While nobody wants Russia to go bankrupt, the rouble crisis and the pending economic difficulties should make Russia revise its policies, says Lithuania's Foreign Minister Linas Linkevičius.
Linas Linkevičius
© DELFI / Šarūnas Mažeika

"There's nothing to be happy about, nobody wishes Russia to crash and nobody wants Russia to go bankrupt, however, Russia should think and maybe make major changes to its course," Linkevičius told the Žinių Radijas news radio on Wednesday.

In his words, Russia must stop supplying arms to separatists in eastern Ukraine and stop sending its troops there.

Linkevičius said he had so far seen no "constructive steps" on Russia's side, as mentioned by US Secretary of State John Kerry on Tuesday.

"Frankly, I do not see such steps. If Secretary Kerry sees them, he probably has more information in this respect," said the Lithuanian diplomacy chief.
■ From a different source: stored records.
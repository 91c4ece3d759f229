//! Windowed demo loop
//!
//! Opens a window, uploads a generated point cloud and renders it with an
//! orbiting camera until the window closes.

use crate::camera::{init_camera, transform, update_aspect_ratio, CameraData};
use crate::config::PointCloudConfig;
use crate::constants::camera_constants::{DEFAULT_ORBIT_HEIGHT, DEFAULT_ORBIT_RADIUS};
use crate::bounds::aabb_center;
use crate::error::EngineError;
use crate::generator::SpherePointGenerator;
use crate::gpu::GpuContext;
use crate::renderer::{
    create_depth_texture, FrameContext, PointCloudAssets, PointCloudRenderer,
};
use anyhow::{anyhow, Result};
use std::sync::Arc;
use winit::dpi::{LogicalSize, PhysicalSize};
use winit::event::{ElementState, Event, WindowEvent};
use winit::event_loop::EventLoop;
use winit::keyboard::{KeyCode, PhysicalKey};
use winit::window::{Window, WindowBuilder};

/// Demo window and camera options
#[derive(Debug, Clone)]
pub struct AppConfig {
    pub window_title: String,
    pub window_width: u32,
    pub window_height: u32,
    /// Orbit speed in radians per second
    pub orbit_speed: f32,
    pub point_cloud: PointCloudConfig,
}

impl Default for AppConfig {
    fn default() -> Self {
        Self {
            window_title: "Point Cloud Engine".to_string(),
            window_width: 1280,
            window_height: 720,
            orbit_speed: 0.2,
            point_cloud: PointCloudConfig::default(),
        }
    }
}

/// Everything the window needs per frame
struct DemoState {
    window: Arc<Window>,
    surface: wgpu::Surface<'static>,
    surface_config: wgpu::SurfaceConfiguration,
    depth: (wgpu::Texture, wgpu::TextureView),
    renderer: PointCloudRenderer,
    camera: CameraData,
    orbit_target: [f32; 3],
    orbit_angle: f32,
    orbit_speed: f32,
    orbit_paused: bool,
    size: PhysicalSize<u32>,
}

impl DemoState {
    async fn new(window: Arc<Window>, config: &AppConfig) -> Result<Self> {
        let size = window.inner_size();

        let instance = wgpu::Instance::new(wgpu::InstanceDescriptor {
            backends: wgpu::Backends::all(),
            ..Default::default()
        });

        let surface = instance
            .create_surface(window.clone())
            .map_err(|e| anyhow!("Surface creation failed: {}", e))?;

        let adapter = instance
            .request_adapter(&wgpu::RequestAdapterOptions {
                power_preference: wgpu::PowerPreference::HighPerformance,
                compatible_surface: Some(&surface),
                force_fallback_adapter: false,
            })
            .await
            .ok_or(EngineError::DeviceNotFound)?;

        let ctx = GpuContext::from_adapter(&adapter).await?;

        let surface_config = surface
            .get_default_config(&adapter, size.width.max(1), size.height.max(1))
            .ok_or_else(|| anyhow!("Surface is not supported by the adapter"))?;
        surface.configure(&ctx.device, &surface_config);

        let depth = create_depth_texture(&ctx.device, surface_config.width, surface_config.height);

        let point_config = config.point_cloud.clone();
        let mut generator = SpherePointGenerator::from_config(&point_config);
        let renderer = PointCloudRenderer::initialize(
            ctx,
            point_config,
            &PointCloudAssets::builtin(),
            &mut generator,
            surface_config.format,
        )?;

        let orbit_target = aabb_center(renderer.point_bounds());
        let camera = transform::orbit(
            &init_camera(size.width, size.height),
            orbit_target,
            DEFAULT_ORBIT_RADIUS,
            DEFAULT_ORBIT_HEIGHT,
            0.0,
        );

        Ok(Self {
            window,
            surface,
            surface_config,
            depth,
            renderer,
            camera,
            orbit_target,
            orbit_angle: 0.0,
            orbit_speed: config.orbit_speed,
            orbit_paused: false,
            size,
        })
    }

    fn resize(&mut self, new_size: PhysicalSize<u32>) {
        if new_size.width == 0 || new_size.height == 0 {
            return;
        }

        let device = &self.renderer.context().device;
        let max_dimension = device.limits().max_texture_dimension_2d;
        let width = new_size.width.min(max_dimension);
        let height = new_size.height.min(max_dimension);

        self.size = PhysicalSize::new(width, height);
        self.surface_config.width = width;
        self.surface_config.height = height;
        self.surface.configure(device, &self.surface_config);
        self.depth = create_depth_texture(device, width, height);
        self.camera = update_aspect_ratio(&self.camera, width, height);

        log::debug!("[DemoState::resize] Resized to {}x{}", width, height);
    }

    fn render(&mut self, delta_time: f32) -> Result<()> {
        if !self.orbit_paused {
            self.orbit_angle =
                (self.orbit_angle + self.orbit_speed * delta_time) % std::f32::consts::TAU;
        }
        self.camera = transform::orbit(
            &self.camera,
            self.orbit_target,
            DEFAULT_ORBIT_RADIUS,
            DEFAULT_ORBIT_HEIGHT,
            self.orbit_angle,
        );

        let output = match self.surface.get_current_texture() {
            Ok(output) => output,
            Err(wgpu::SurfaceError::Lost | wgpu::SurfaceError::Outdated) => {
                self.resize(self.size);
                return Ok(());
            }
            Err(wgpu::SurfaceError::Timeout) => {
                log::warn!("[DemoState::render] Surface timeout, frame skipped");
                return Ok(());
            }
            Err(e) => {
                self.renderer
                    .context()
                    .faults
                    .report(format!("surface error: {:?}", e));
                return Err(anyhow!("Surface error: {:?}", e));
            }
        };
        let view = output
            .texture
            .create_view(&wgpu::TextureViewDescriptor::default());

        let report = self.renderer.tick(&FrameContext {
            camera: Some(&self.camera),
            color_view: &view,
            depth_view: &self.depth.1,
            clear_color: wgpu::Color {
                r: 0.02,
                g: 0.02,
                b: 0.04,
                a: 1.0,
            },
        })?;
        output.present();

        if report.frame_index % 300 == 0 {
            log::info!(
                "[render loop] Frame {}: {} workgroups, camera at ({:.1}, {:.1}, {:.1})",
                report.frame_index,
                report.workgroups,
                self.camera.position[0],
                self.camera.position[1],
                self.camera.position[2]
            );
        }

        Ok(())
    }
}

/// Point cloud demo application
pub struct PointCloudApp {
    config: AppConfig,
}

impl PointCloudApp {
    pub fn new(config: AppConfig) -> Self {
        Self { config }
    }

    /// Run until the window closes or a fatal error occurs
    pub fn run(self) -> Result<()> {
        self.config.point_cloud.validate()?;

        let event_loop = EventLoop::new()?;
        let window = Arc::new(
            WindowBuilder::new()
                .with_title(&self.config.window_title)
                .with_inner_size(LogicalSize::new(
                    self.config.window_width,
                    self.config.window_height,
                ))
                .build(&event_loop)?,
        );

        let mut state = pollster::block_on(DemoState::new(window, &self.config))?;
        log::info!(
            "[PointCloudApp::run] Rendering {} points",
            state.renderer.point_count()
        );

        let mut last_frame = std::time::Instant::now();
        state.window.request_redraw();

        event_loop.run(move |event, elwt| match event {
            Event::WindowEvent { ref event, window_id } if window_id == state.window.id() => {
                match event {
                    WindowEvent::CloseRequested => elwt.exit(),
                    WindowEvent::Resized(physical_size) => state.resize(*physical_size),
                    WindowEvent::KeyboardInput { event, .. }
                        if event.state == ElementState::Pressed =>
                    {
                        match event.physical_key {
                            PhysicalKey::Code(KeyCode::Escape) => elwt.exit(),
                            PhysicalKey::Code(KeyCode::Space) => {
                                state.orbit_paused = !state.orbit_paused;
                            }
                            _ => {}
                        }
                    }
                    WindowEvent::RedrawRequested => {
                        let now = std::time::Instant::now();
                        let delta_time = (now - last_frame).as_secs_f32();
                        last_frame = now;

                        if let Err(e) = state.render(delta_time) {
                            log::error!("[render loop] Stopping: {}", e);
                            elwt.exit();
                        }
                    }
                    _ => {}
                }
            }
            Event::AboutToWait => state.window.request_redraw(),
            Event::LoopExiting => state.renderer.shutdown(),
            _ => {}
        })?;

        Ok(())
    }
}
In Linkevičius' words, primary concern of some Western politicians remains on allowing Russia's President Vladimir Putin "keep his face" rather than focus on Western values.

"There are voices whose worries are not about our credibility, our safety and our values but who are concerned about the aggressor keeping his face with an illusion that this may help stabilize the situation. Such voices exist, but they are not the prevalent opinion," said the minister.

US Secretary of State Kerry stated on Tuesday that Russia had taken constructive steps towards possible easing of tensions in Ukraine. A few hours later, the White House sent an opposite message by reporting that US President Barack Obama would sign a law approved by the Congress on tighter sanctions for Russia.

On Wednesday, the Kremlin said that Putin discussed the situation in Ukraine in telephone conversations with the leaders of Germany, France and Ukraine. Putin has not yet commented on the rouble crisis caused by the plummeting oil price and Western sanctions.